So which type of companies are most sensitive to rising interest rates? Theory predicts that companies with low return on equity (or even negative), high growth rates, or high valuations have the highest equity duration. Our Bubble stocks equity theme basket is clearly the subset of equities we expect to have the highest sensitivity to interest rates, combined with private equity firms, real estate and high valuation IPOs. While equity markets are calm, growth investors should start now to balance their portfolios with defensive and low-duration equities such as commodities and high-quality companies with high return on equity and below-average equity valuations.
Exceptional US companies
While US equity valuations are high they are not high without reason. One factor is the low real yields, but that could also be said of Europe and here we do not observe the same equity valuations. Part of the explanation is that US companies have a significantly higher return on equity, currently at 17.1% compared to 11.3% in Europe, and as we have described in research notes, US companies on average have more stable earnings and grow faster due to their higher share of digital companies in public markets.

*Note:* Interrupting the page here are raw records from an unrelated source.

// Copyright 2022 The Fuchsia Authors. All rights reserved.
// Use of this source code is governed by a BSD-style license that can be
// found in the LICENSE file.

//! The seam to the artifact transport. The engine registers whatever a
//! fetcher returns; it never performs network transfers itself.

use crate::error::Result;

/// An artifact pulled from a remote reference: the content to register as a
/// target plus an opaque metadata document describing it.
#[derive(Debug, Clone, PartialEq, Eq)]
pub struct FetchedArtifact {
    /// The artifact bytes.
    pub artifact: Vec<u8>,
    /// A serialized attribute document (e.g. provenance metadata) attached
    /// to the target entry as custom attributes. May be empty.
    pub metadata: Vec<u8>,
}

/// Retrieves a remote artifact by reference. Implemented by external
/// transport clients; consumed by
/// [`Repository::import_artifact`](crate::Repository::import_artifact).
pub trait ArtifactFetcher {
    /// Pull the artifact named by `reference`.
    fn pull(&self, reference: &str) -> Result<FetchedArtifact>;
}

#[cfg(test)]
mod tests {
    use super::*;
    use crate::keystore::StaticPassphraseSource;
    use crate::metadata::TargetPath;
    use crate::repo_builder::RepositoryBuilder;
    use std::collections::HashMap;

    struct FixtureFetcher {
        artifacts: HashMap<String, FetchedArtifact>,
    }

    impl ArtifactFetcher for FixtureFetcher {
        fn pull(&self, reference: &str) -> Result<FetchedArtifact> {
            self.artifacts.get(reference).cloned().ok_or_else(|| {
                crate::Error::IllegalArgument(format!("unknown reference {}", reference))
            })
        }
    }

    #[test]
    fn imported_artifact_lands_in_targets_metadata() {
        let tmp = tempfile::tempdir().unwrap();
        let mut repo = RepositoryBuilder::new(tmp.path(), "demo")
            .passphrase_source(Box::new(StaticPassphraseSource::uniform("correct horse")))
            .build()
            .unwrap();

        let fetcher = FixtureFetcher {
            artifacts: HashMap::from([(
                "registry.example/bundle:latest".to_string(),
                FetchedArtifact {
                    artifact: b"bundle content".to_vec(),
                    metadata: br#"{"origin":"registry.example"}"#.to_vec(),
                },
            )]),
        };

        let path = TargetPath::new("bundle.json").unwrap();
        repo.import_artifact(&fetcher, "registry.example/bundle:latest", &path).unwrap();

        let description = &repo.registry().targets()[&path];
        assert_eq!(description.length(), b"bundle content".len() as u64);
        assert_eq!(
            description.custom()["origin"],
            serde_json::json!("registry.example")
        );
    }
}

The high return on equity for US companies predicts that even with higher valuation levels today, US equities could outperform European equities. Let’s say that US and European companies deliver the current return on equity each year over the next five years: even if US equities today are 25% more expensive on price-to-book and revert to European equity valuation levels after five years, US equities would have generated 29% more return over that period. So it should be clear for investors that you need very good arguments for not still being overweight on US equities.
Equity markets | ROE (%) |
US | 17.1 |
Europe | 11.3 |
UK | 11.7 |
Japan | 9.2 |
Source: Bloomberg and Saxo Group
Inflation and the margin squeeze
The biggest risk to economies, financial markets and equities is inflation. It holds the key to upset the entire structure in place since 2008. Policies are being implemented globally as if we have a demand shock, but we are currently facing a supply side shock due to the pandemic, lack of investments in the physical world, and an accelerated decarbonisation through electrification and renewable energy. These forces are putting enormous pressure on commodity prices and our view is that the green transformation combined with the current policy trajectory will sow the seeds of a commodity super-cycle that will last for a decade.

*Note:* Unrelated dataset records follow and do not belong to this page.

// Copyright 2022 The Fuchsia Authors. All rights reserved.
// Use of this source code is governed by a BSD-style license that can be
// found in the LICENSE file.

//! Ed25519 role keys, key ids, signatures, and passphrase sealing of private
//! key material at rest.

use std::fmt;

use data_encoding::{BASE64, HEXLOWER};
use ring::aead::{Aad, LessSafeKey, Nonce, UnboundKey, AES_256_GCM, NONCE_LEN};
use ring::digest::{digest, SHA256};
use ring::rand::{SecureRandom, SystemRandom};
use ring::signature::{self, Ed25519KeyPair, KeyPair as _};
use scrypt::{scrypt, Params};
use serde::{Deserialize, Serialize};

use crate::error::{Error, Result};
use crate::metadata::Role;

/// Scrypt cost parameters for sealing private keys. Recorded in the sealed
/// envelope so older keys stay loadable if the defaults change.
const SCRYPT_LOG_N: u8 = 14;
const SCRYPT_R: u32 = 8;
const SCRYPT_P: u32 = 1;

const SALT_LEN: usize = 16;
const CIPHER_KEY_LEN: usize = 32;

const KEY_TYPE_ED25519: &str = "ed25519";
const KDF_SCRYPT: &str = "scrypt";
const CIPHER_AES_256_GCM: &str = "aes-256-gcm";

/// Serialize a value into its canonical byte form: JSON with all object keys
/// sorted. Signatures are always computed over these bytes, never over the
/// raw on-disk encoding.
pub(crate) fn canonical_json<T: Serialize>(value: &T) -> Result<Vec<u8>> {
    // Round-tripping through Value sorts object keys and drops any
    // struct-declaration ordering.
    let value = serde_json::to_value(value)?;
    Ok(serde_json::to_vec(&value)?)
}

/// Hex encoded SHA-256 digest of `data`.
pub(crate) fn sha256_hex(data: &[u8]) -> String {
    HEXLOWER.encode(digest(&SHA256, data).as_ref())
}

/// The identifier of a public key: the hex encoded SHA-256 digest of the
/// key's canonical form.
#[derive(Clone, PartialEq, Eq, PartialOrd, Ord, Hash, Serialize, Deserialize)]
pub struct KeyId(String);

impl KeyId {
    /// The hex string form of this key id.
    pub fn as_str(&self) -> &str {
        &self.0
    }
}

impl fmt::Display for KeyId {
    fn fmt(&self, f: &mut fmt::Formatter<'_>) -> fmt::Result {
        f.write_str(&self.0)
    }
}

impl fmt::Debug for KeyId {
    fn fmt(&self, f: &mut fmt::Formatter<'_>) -> fmt::Result {
        write!(f, "KeyId({})", self.0)
    }
}

#[derive(Debug, Clone, PartialEq, Eq, Serialize, Deserialize)]
struct PublicKeyValue {
    public: String,
}

/// The public half of a role key.
#[derive(Debug, Clone, PartialEq, Eq, Serialize, Deserialize)]
pub struct PublicKey {
    keytype: String,
    scheme: String,
    keyval: PublicKeyValue,
}

impl PublicKey {
    /// Wrap raw Ed25519 public key bytes.
    pub fn from_ed25519(bytes: &[u8]) -> Self {
        PublicKey {
            keytype: KEY_TYPE_ED25519.to_string(),
            scheme: KEY_TYPE_ED25519.to_string(),
            keyval: PublicKeyValue { public: HEXLOWER.encode(bytes) },
        }
    }

    /// The identifier derived from this key's canonical form.
    pub fn key_id(&self) -> KeyId {
        // A public key is a map of plain strings and cannot fail to serialize.
        let canonical =
            canonical_json(self).expect("public key canonicalization is infallible");
        KeyId(sha256_hex(&canonical))
    }

    /// Verify `sig` over `message` with this key.
    pub fn verify(&self, message: &[u8], sig: &Signature) -> Result<()> {
        let key_bytes = HEXLOWER
            .decode(self.keyval.public.as_bytes())
            .map_err(|e| Error::Crypto(format!("decoding public key: {}", e)))?;
        let sig_bytes = HEXLOWER
            .decode(sig.sig.as_bytes())
            .map_err(|e| Error::Crypto(format!("decoding signature: {}", e)))?;
        signature::UnparsedPublicKey::new(&signature::ED25519, key_bytes)
            .verify(message, &sig_bytes)
            .map_err(|_| Error::VerificationFailure("bad ed25519 signature".into()))
    }
}

/// A single signature over a metadata document's canonical form.
#[derive(Debug, Clone, PartialEq, Eq, Serialize, Deserialize)]
pub struct Signature {
    keyid: KeyId,
    sig: String,
}

impl Signature {
    /// The id of the key that produced this signature.
    pub fn key_id(&self) -> &KeyId {
        &self.keyid
    }
}

/// An Ed25519 key pair assigned to exactly one role. The private half only
/// exists in memory; at rest it is sealed with a passphrase (see
/// [`seal_private_key`]).
pub struct SigningKey {
    role: Role,
    keypair: Ed25519KeyPair,
    pkcs8: Vec<u8>,
    public: PublicKey,
}

impl SigningKey {
    /// Generate a fresh key pair for `role`.
    pub fn generate(role: Role) -> Result<Self> {
        let rng = SystemRandom::new();
        let pkcs8 = Ed25519KeyPair::generate_pkcs8(&rng)
            .map_err(|_| Error::Crypto("ed25519 key generation failed".into()))?;
        Self::from_pkcs8(role, pkcs8.as_ref())
    }

    /// Reconstruct a key pair from PKCS#8 v2 DER bytes.
    pub fn from_pkcs8(role: Role, der: &[u8]) -> Result<Self> {
        let keypair = Ed25519KeyPair::from_pkcs8(der)
            .map_err(|e| Error::Crypto(format!("parsing ed25519 key: {}", e)))?;
        let public = PublicKey::from_ed25519(keypair.public_key().as_ref());
        Ok(SigningKey { role, keypair, pkcs8: der.to_vec(), public })
    }

    /// The role this key is bound to.
    pub fn role(&self) -> Role {
        self.role
    }

    /// The public half of this key pair.
    pub fn public(&self) -> &PublicKey {
        &self.public
    }

    /// Sign `message`, producing a signature attributable to this key.
    pub fn sign(&self, message: &[u8]) -> Signature {
        Signature {
            keyid: self.public.key_id(),
            sig: HEXLOWER.encode(self.keypair.sign(message).as_ref()),
        }
    }

    pub(crate) fn pkcs8(&self) -> &[u8] {
        &self.pkcs8
    }
}

impl fmt::Debug for SigningKey {
    fn fmt(&self, f: &mut fmt::Formatter<'_>) -> fmt::Result {
        // Never expose private key material through Debug.
        f.debug_struct("SigningKey")
            .field("role", &self.role)
            .field("key_id", &self.public.key_id())
            .finish()
    }
}

#[derive(Serialize, Deserialize)]
struct KdfParameters {
    alg: String,
    salt: String,
    log_n: u8,
    r: u32,
    p: u32,
}

#[derive(Serialize, Deserialize)]
struct CipherParameters {
    alg: String,
    nonce: String,
}

/// On-disk envelope for a sealed private key. Self-describing so the kdf
/// parameters can evolve without invalidating existing keys.
#[derive(Serialize, Deserialize)]
struct SealedKey {
    role: Role,
    keytype: String,
    kdf: KdfParameters,
    cipher: CipherParameters,
    ciphertext: String,
}

fn derive_cipher_key(
    passphrase: &str,
    salt: &[u8],
    log_n: u8,
    r: u32,
    p: u32,
) -> Result<[u8; CIPHER_KEY_LEN]> {
    let params = Params::new(log_n, r, p)
        .map_err(|e| Error::Crypto(format!("invalid scrypt parameters: {}", e)))?;
    let mut out = [0u8; CIPHER_KEY_LEN];
    scrypt(passphrase.as_bytes(), salt, &params, &mut out)
        .map_err(|e| Error::Crypto(format!("scrypt derivation failed: {}", e)))?;
    Ok(out)
}

fn aead_key(cipher_key: &[u8]) -> Result<LessSafeKey> {
    let unbound = UnboundKey::new(&AES_256_GCM, cipher_key)
        .map_err(|_| Error::Crypto("constructing aes-256-gcm key failed".into()))?;
    Ok(LessSafeKey::new(unbound))
}

/// Seal `key`'s private half with `passphrase`, returning the serialized
/// envelope to write to disk.
pub(crate) fn seal_private_key(key: &SigningKey, passphrase: &str) -> Result<Vec<u8>> {
    let rng = SystemRandom::new();

    let mut salt = [0u8; SALT_LEN];
    rng.fill(&mut salt).map_err(|_| Error::Crypto("gathering salt entropy failed".into()))?;
    let mut nonce = [0u8; NONCE_LEN];
    rng.fill(&mut nonce).map_err(|_| Error::Crypto("gathering nonce entropy failed".into()))?;

    let cipher_key = derive_cipher_key(passphrase, &salt, SCRYPT_LOG_N, SCRYPT_R, SCRYPT_P)?;
    let mut in_out = key.pkcs8().to_vec();
    aead_key(&cipher_key)?
        .seal_in_place_append_tag(Nonce::assume_unique_for_key(nonce), Aad::empty(), &mut in_out)
        .map_err(|_| Error::Crypto("sealing private key failed".into()))?;

    let sealed = SealedKey {
        role: key.role(),
        keytype: KEY_TYPE_ED25519.to_string(),
        kdf: KdfParameters {
            alg: KDF_SCRYPT.to_string(),
            salt: BASE64.encode(&salt),
            log_n: SCRYPT_LOG_N,
            r: SCRYPT_R,
            p: SCRYPT_P,
        },
        cipher: CipherParameters {
            alg: CIPHER_AES_256_GCM.to_string(),
            nonce: BASE64.encode(&nonce),
        },
        ciphertext: BASE64.encode(&in_out),
    };
    Ok(serde_json::to_vec_pretty(&sealed)?)
}

/// Open a sealed private key envelope. A wrong passphrase (or tampered
/// ciphertext) is always reported as [`Error::InvalidPassphrase`], never
/// returned as key material.
pub(crate) fn open_private_key(role: Role, raw: &[u8], passphrase: &str) -> Result<SigningKey> {
    let sealed: SealedKey = serde_json::from_slice(raw)?;
    if sealed.kdf.alg != KDF_SCRYPT || sealed.cipher.alg != CIPHER_AES_256_GCM {
        return Err(Error::Crypto(format!(
            "unsupported sealing scheme {}/{}",
            sealed.kdf.alg, sealed.cipher.alg
        )));
    }

    let decode = |what: &str, value: &str| -> Result<Vec<u8>> {
        BASE64
            .decode(value.as_bytes())
            .map_err(|e| Error::Crypto(format!("decoding sealed key {}: {}", what, e)))
    };
    let salt = decode("salt", &sealed.kdf.salt)?;
    let nonce: [u8; NONCE_LEN] = decode("nonce", &sealed.cipher.nonce)?
        .try_into()
        .map_err(|_| Error::Crypto("sealed key nonce has the wrong length".into()))?;
    let mut in_out = decode("ciphertext", &sealed.ciphertext)?;

    let cipher_key =
        derive_cipher_key(passphrase, &salt, sealed.kdf.log_n, sealed.kdf.r, sealed.kdf.p)?;
    let plaintext = aead_key(&cipher_key)?
        .open_in_place(Nonce::assume_unique_for_key(nonce), Aad::empty(), &mut in_out)
        .map_err(|_| Error::InvalidPassphrase { role })?;

    SigningKey::from_pkcs8(role, plaintext)
}

#[cfg(test)]
mod tests {
    use super::*;
    use assert_matches::assert_matches;

    #[test]
    fn sign_and_verify_round_trip() {
        let key = SigningKey::generate(Role::Targets).unwrap();
        let sig = key.sign(b"payload");
        assert_eq!(sig.key_id(), &key.public().key_id());
        key.public().verify(b"payload", &sig).unwrap();

        assert_matches!(
            key.public().verify(b"other payload", &sig),
            Err(Error::VerificationFailure(_))
        );
    }

    #[test]
    fn key_ids_are_stable_and_distinct() {
        let key = SigningKey::generate(Role::Root).unwrap();
        assert_eq!(key.public().key_id(), key.public().key_id());

        let other = SigningKey::generate(Role::Root).unwrap();
        assert_ne!(key.public().key_id(), other.public().key_id());
    }

    #[test]
    fn seal_and_open_round_trip() {
        let key = SigningKey::generate(Role::Snapshot).unwrap();
        let sig = key.sign(b"sealed before");

        let sealed = seal_private_key(&key, "correct horse").unwrap();
        let loaded = open_private_key(Role::Snapshot, &sealed, "correct horse").unwrap();

        assert_eq!(loaded.public(), key.public());
        // A signature made before sealing verifies against the reloaded key.
        loaded.public().verify(b"sealed before", &sig).unwrap();
    }

    #[test]
    fn open_with_wrong_passphrase_fails() {
        let key = SigningKey::generate(Role::Timestamp).unwrap();
        let sealed = seal_private_key(&key, "correct horse").unwrap();

        assert_matches!(
            open_private_key(Role::Timestamp, &sealed, "battery staple"),
            Err(Error::InvalidPassphrase { role: Role::Timestamp })
        );
    }

    #[test]
    fn open_tampered_ciphertext_fails() {
        let key = SigningKey::generate(Role::Root).unwrap();
        let sealed = seal_private_key(&key, "correct horse").unwrap();

        let mut envelope: serde_json::Value = serde_json::from_slice(&sealed).unwrap();
        let ciphertext = envelope["ciphertext"].as_str().unwrap();
        let mut bytes = BASE64.decode(ciphertext.as_bytes()).unwrap();
        bytes[0] ^= 0xff;
        envelope["ciphertext"] = BASE64.encode(&bytes).into();
        let tampered = serde_json::to_vec(&envelope).unwrap();

        assert_matches!(
            open_private_key(Role::Root, &tampered, "correct horse"),
            Err(Error::InvalidPassphrase { role: Role::Root })
        );
    }

    #[test]
    fn canonical_json_sorts_keys() {
        #[derive(Serialize)]
        struct Unordered {
            zebra: u32,
            apple: u32,
        }

        let bytes = canonical_json(&Unordered { zebra: 1, apple: 2 }).unwrap();
        assert_eq!(bytes, br#"{"apple":2,"zebra":1}"#);
    }
}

In addition policies in the developed world and China will increasingly address inequality to avoid social unrest, which will mean higher taxes on corporates and capital, supporting higher wage growth for low-income individuals. The combined effect could cause inflation to run higher for longer and above the 2.3% average in the US since late 1991. One conundrum is that since the world has become very sensitive to interest rates, what will central banks do if inflation remains above average for a long time? Either they raise rates and cause pain to our indebted economy, or they stay put and let real yields go even more negative. Could equities enter an outright melt up scenario under these conditions? It is not unthinkable.